Researchers from Liverpool John Moores University and Britain's Health Department studied 1,489 rock, pop, punk, R&B, rap, electronica and New Age stars who became famous between 1956 and 2006 — from Elvis Presley to the Arctic Monkeys.
They found that 137 of the stars, or 9.2 percent, had died, representing “higher levels of mortality than demographically matched individuals in the general population.”
The researchers dismissed the “fanciful but unsubstantiated” popular myth that rock stars tend to die at age 27 — as Jim Morrison, Jimi Hendrix, Janis Joplin, Kurt Cobain and Amy Winehouse all did. The average age of death was 45.2 years for North American stars and 39.6 for European ones.
Solo performers had twice the death risk of members of bands.
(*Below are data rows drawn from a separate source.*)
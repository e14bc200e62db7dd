use std::error::Error;

use tokio::fs;
use tracing::{error, info};

use crate::internal::fetcher::traits::snapshot_transfer::SnapshotTransfer;

use super::{FetchError, FetchOutcome, FetchRequest, SnapshotSummary};

/// 快照获取器：确保目录存在 → 委托传输 → 转换为终态结果。
///
/// 每次调用只执行一次传输，本身不做重试；续传语义由传输协作者提供。
#[derive(Debug, Clone)]
pub struct AssetFetcher<T> {
    transfer: T,
}

impl<T: SnapshotTransfer> AssetFetcher<T> {
    pub fn new(transfer: T) -> Self {
        Self { transfer }
    }

    pub fn transfer(&self) -> &T {
        &self.transfer
    }

    /// 执行获取。任何错误都会转换为 [`FetchOutcome::Failure`]，不会向外传播。
    pub async fn fetch(&self, request: &FetchRequest) -> FetchOutcome {
        match self.try_fetch(request).await {
            Ok(summary) => {
                info!(
                    repo = %request.repository_id,
                    revision = %summary.revision_sha,
                    files = summary.files_total,
                    skipped = summary.files_skipped,
                    bytes = summary.bytes_downloaded,
                    "快照下载完成"
                );
                FetchOutcome::Success {
                    local_path: request.destination_path.clone(),
                }
            }
            Err(e) => {
                let error_message = error_chain_message(&e);
                error!(repo = %request.repository_id, error = %error_message, "快照下载失败");
                FetchOutcome::Failure { error_message }
            }
        }
    }

    /// 与 [`fetch`](Self::fetch) 相同，但保留具体错误类型。
    pub async fn try_fetch(
        &self,
        request: &FetchRequest,
    ) -> Result<SnapshotSummary, FetchError> {
        request.validate().map_err(FetchError::InvalidRequest)?;

        // 目录已存在时不报错
        let destination = request.destination();
        fs::create_dir_all(destination)
            .await
            .map_err(|source| FetchError::DirectoryCreation {
                path: destination.to_path_buf(),
                source,
            })?;

        let summary = self.transfer.retrieve_snapshot(request).await?;
        Ok(summary)
    }
}

/// 拼接整条错误链，底层原因（如连接被拒绝）只在 `source()` 中。
/// 已经出现在外层文本里的原因不再重复。
fn error_chain_message(err: &(dyn Error + 'static)) -> String {
    let mut message = err.to_string();
    for cause in std::iter::successors(err.source(), |&e| e.source()) {
        let text = cause.to_string();
        if !message.contains(&text) {
            message.push_str(": ");
            message.push_str(&text);
        }
    }
    message
}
Lead researcher Mark Bellis speculated that could be because bands provide peer support at stressful times.
Music critic John Aizlewood agreed that solo artists receive more attention and adulation — and also more pressure.
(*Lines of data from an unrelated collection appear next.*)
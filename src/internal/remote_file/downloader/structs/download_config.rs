use std::path::PathBuf;

/// 本次下载的配置。
#[derive(Debug, Clone)]
pub struct DownloadConfig {
    pub save_path: Option<PathBuf>,
    /// 本地存在未完成的部分数据时，是否从断点继续；关闭则从零开始。
    pub resume: bool,
    /// 已知 LFS 摘要时，下载完成后是否校验 sha256。
    pub verify_checksum: bool,
}

impl Default for DownloadConfig {
    fn default() -> Self {
        Self {
            save_path: None,
            resume: true,
            verify_checksum: true,
        }
    }
}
“And when you are a solo act, irrespective of what they say in interviews, it’s an incredibly egotistical thing,” he said. “So you tend to be dealing with people who are more emotionally extreme.
“They have an ego in the way a drummer or even a lead guitarist in a band doesn’t.”
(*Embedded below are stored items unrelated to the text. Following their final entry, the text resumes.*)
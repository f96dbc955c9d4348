use embedded_hal::delay::DelayNs;
use log::{debug, error, info, warn};

use super::DeviceState;
use crate::config::{ConfigError, DeviceConfig};
use crate::input::{Button, InputLatch};
use crate::sampling::{
    AnalogFrontEnd, ChannelWindows, Sample, SampleAcquirer, Slopes, WINDOW_CAPACITY,
};
use crate::storage::{LineStorage, Session, SessionLogger};
use crate::time::{Clock, DateTime};
use crate::timer::{PeriodicTimer, TickLatch, TimerSource};
use crate::ui::{FrameValues, Renderer};

/// The hardware collaborators handed to [`DeviceStateMachine::new`].
pub struct Devices<A, C, S, R, T, D> {
    pub analog: A,
    pub clock: C,
    pub storage: S,
    pub renderer: R,
    pub timer: T,
    pub delay: D,
}

/// Single consumer of button presses and sampling ticks.
///
/// Owns the sliding windows and the current session. Interrupt handlers only
/// ever see the [`InputLatch`] and [`TickLatch`] passed to [`Self::new`].
pub struct DeviceStateMachine<'a, A, C, S, R, T, D> {
    config: DeviceConfig,
    state: DeviceState,
    input: &'a InputLatch,
    timer: TimerSource<'a, T>,
    acquirer: SampleAcquirer<A>,
    clock: C,
    logger: SessionLogger<S>,
    renderer: R,
    delay: D,
    windows: ChannelWindows<WINDOW_CAPACITY>,
    session: Option<Session>,
    latest: Option<Sample>,
    clock_reading: Option<DateTime>,
}

impl<'a, A, C, S, R, T, D> DeviceStateMachine<'a, A, C, S, R, T, D>
where
    A: AnalogFrontEnd,
    C: Clock,
    S: LineStorage,
    R: Renderer,
    T: PeriodicTimer,
    D: DelayNs,
{
    pub fn new(
        config: DeviceConfig,
        input: &'a InputLatch,
        ticks: &'a TickLatch,
        devices: Devices<A, C, S, R, T, D>,
    ) -> Result<Self, ConfigError> {
        config.validate()?;

        let Devices {
            analog,
            clock,
            storage,
            renderer,
            timer,
            delay,
        } = devices;

        info!(
            "Control loop ready: sampling every {} s, logging under {}",
            config.sampling_period_secs, config.mount_point
        );

        Ok(Self {
            acquirer: SampleAcquirer::new(analog, &config),
            logger: SessionLogger::new(storage, &config.mount_point),
            timer: TimerSource::new(timer, ticks),
            config,
            state: DeviceState::Startup,
            input,
            clock,
            renderer,
            delay,
            windows: ChannelWindows::new(),
            session: None,
            latest: None,
            clock_reading: None,
        })
    }

    /// Run the control loop forever.
    pub fn run(&mut self) -> ! {
        loop {
            self.step();
        }
    }

    /// One iteration of the control loop: log a due sample, apply at most one
    /// button press, render the current screen, then pace the frame.
    pub fn step(&mut self) {
        self.service_tick();

        if self.state == DeviceState::Fault {
            self.recover_from_fault();
            return;
        }

        if let Some(button) = self.input.next_press() {
            self.apply(button);
        }

        if self.state.samples_every_frame() {
            let now = self.clock.now();
            self.latest = Some(self.acquirer.acquire(now));
        } else if self.state == DeviceState::ShowTime {
            self.clock_reading = Some(self.clock.now());
        }

        self.render();
        self.delay.delay_ms(self.frame_interval_ms());
    }

    fn service_tick(&mut self) {
        if !self.timer.take_due() {
            return;
        }

        let Some(session) = self.session.as_mut().filter(|s| s.is_active()) else {
            debug!("Sampling tick without an active session, discarded");
            return;
        };

        let sample = self.acquirer.acquire(self.clock.now());
        self.windows.push(&sample);
        // Failures are logged and counted by the logger; the session carries on
        let _ = self.logger.append(session, &sample);
        self.latest = Some(sample);
    }

    fn apply(&mut self, button: Button) {
        let from = self.state;
        let to = from.next_state(button);

        match to {
            DeviceState::Measuring if !from.samples_periodically() => self.start_session(),
            DeviceState::Stopped => self.stop_session(),
            _ => {}
        }

        if from != to {
            info!("{} -> {} ({:?} button)", from, to, button);
        }
        self.state = to;
    }

    fn start_session(&mut self) {
        // A session left open by a forced state change ends here
        if let Some(previous) = self.session.as_mut() {
            previous.close();
        }

        self.windows.clear();
        let now = self.clock.now();
        self.session = Some(self.logger.start_session(now));

        if let Err(e) = self.timer.arm(self.config.sampling_period()) {
            error!("Failed to arm the sampling timer: {:?}", e);
        }

        // Shown on screen until the first tick; neither logged nor windowed
        self.latest = Some(self.acquirer.acquire(now));
    }

    fn stop_session(&mut self) {
        self.timer.disarm();
        if let Some(session) = self.session.as_mut() {
            session.close();
        }
    }

    fn recover_from_fault(&mut self) {
        warn!(
            "Unrecognized device state, resetting to {} in {} ms",
            DeviceState::Startup,
            self.config.fault_reset_delay_ms
        );

        self.stop_session();
        if let Err(e) = self.renderer.draw(DeviceState::Fault, &FrameValues::default()) {
            error!("Failed to draw the diagnostic screen: {:?}", e);
        }
        self.delay.delay_ms(self.config.fault_reset_delay_ms);

        // Presses made while the diagnostic was up are not acted on
        self.input.discard_all();
        self.state = DeviceState::Startup;
        info!("{} -> {} (reset)", DeviceState::Fault, DeviceState::Startup);
    }

    fn render(&mut self) {
        let values = self.frame_values();
        if let Err(e) = self.renderer.draw(self.state, &values) {
            error!("Failed to draw {} screen: {:?}", self.state, e);
        }
    }

    fn frame_values(&self) -> FrameValues {
        let slopes = self.session_active().then(|| self.slopes());

        FrameValues {
            co2: self.latest.map_or(0.0, |s| s.co2_ppm),
            h2o: self.latest.map_or(0.0, |s| s.h2o_mmol_per_mol),
            slope_co2: slopes.map(|s| s.co2_per_min),
            slope_h2o: slopes.map(|s| s.h2o_per_min),
            clock: match self.state {
                DeviceState::ShowTime => self.clock_reading,
                _ => None,
            },
        }
    }

    fn frame_interval_ms(&self) -> u32 {
        if self.state.samples_every_frame() {
            self.config.instant_frame_interval_ms
        } else {
            self.config.frame_interval_ms
        }
    }

    fn session_active(&self) -> bool {
        self.session.as_ref().is_some_and(Session::is_active)
    }

    /// Overwrite the current state with a raw state code.
    ///
    /// Unknown codes put the machine in [`DeviceState::Fault`], which the
    /// next [`Self::step`] recovers from.
    pub fn force_state_code(&mut self, code: u8) {
        let state = DeviceState::from_code(code);
        warn!("State forced to {} (code {:#04x})", state, code);
        self.state = state;
    }

    pub fn state(&self) -> DeviceState {
        self.state
    }

    /// The current session, or the last one once stopped.
    pub fn session(&self) -> Option<&Session> {
        self.session.as_ref()
    }

    pub fn latest_sample(&self) -> Option<Sample> {
        self.latest
    }

    pub fn windows(&self) -> &ChannelWindows<WINDOW_CAPACITY> {
        &self.windows
    }

    /// Per-minute trends over the current windows.
    pub fn slopes(&self) -> Slopes {
        self.windows.slopes(self.config.sampling_period_secs as f32)
    }

    pub fn config(&self) -> &DeviceConfig {
        &self.config
    }

    pub fn timer(&self) -> &TimerSource<'a, T> {
        &self.timer
    }

    pub fn logger(&self) -> &SessionLogger<S> {
        &self.logger
    }

    pub fn logger_mut(&mut self) -> &mut SessionLogger<S> {
        &mut self.logger
    }

    pub fn renderer(&self) -> &R {
        &self.renderer
    }

    pub fn delay(&self) -> &D {
        &self.delay
    }
}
In good news for aging rockers, the study found that, after 25 years of fame, stars’ death rates began to return to normal — at least in Europe. A European star still living 36 years after achieving fame faces a similar mortality rate to the European public. But U.S. artists continue to die in greater numbers.
Mr. Bellis said factors contributing to the difference could include longer careers — and thus longer exposure to rock ‘n’ roll excess — in the U.S., a huge, populous country with greater opportunities for aging stars to stay on the road. Europe’s stronger social safety net and socialized medicine also may play a role, he said.
The research, which updates a 2007 study by the same team, was published in the online journal BMJ Open.
The study suggests the infamous rock ‘n’ roll lifestyle may not be entirely to blame for rock stars’ death risk.
The researchers looked for the first time at the role of “adverse childhood experiences” — such as physical or sexual abuse — on stars’ later behavior.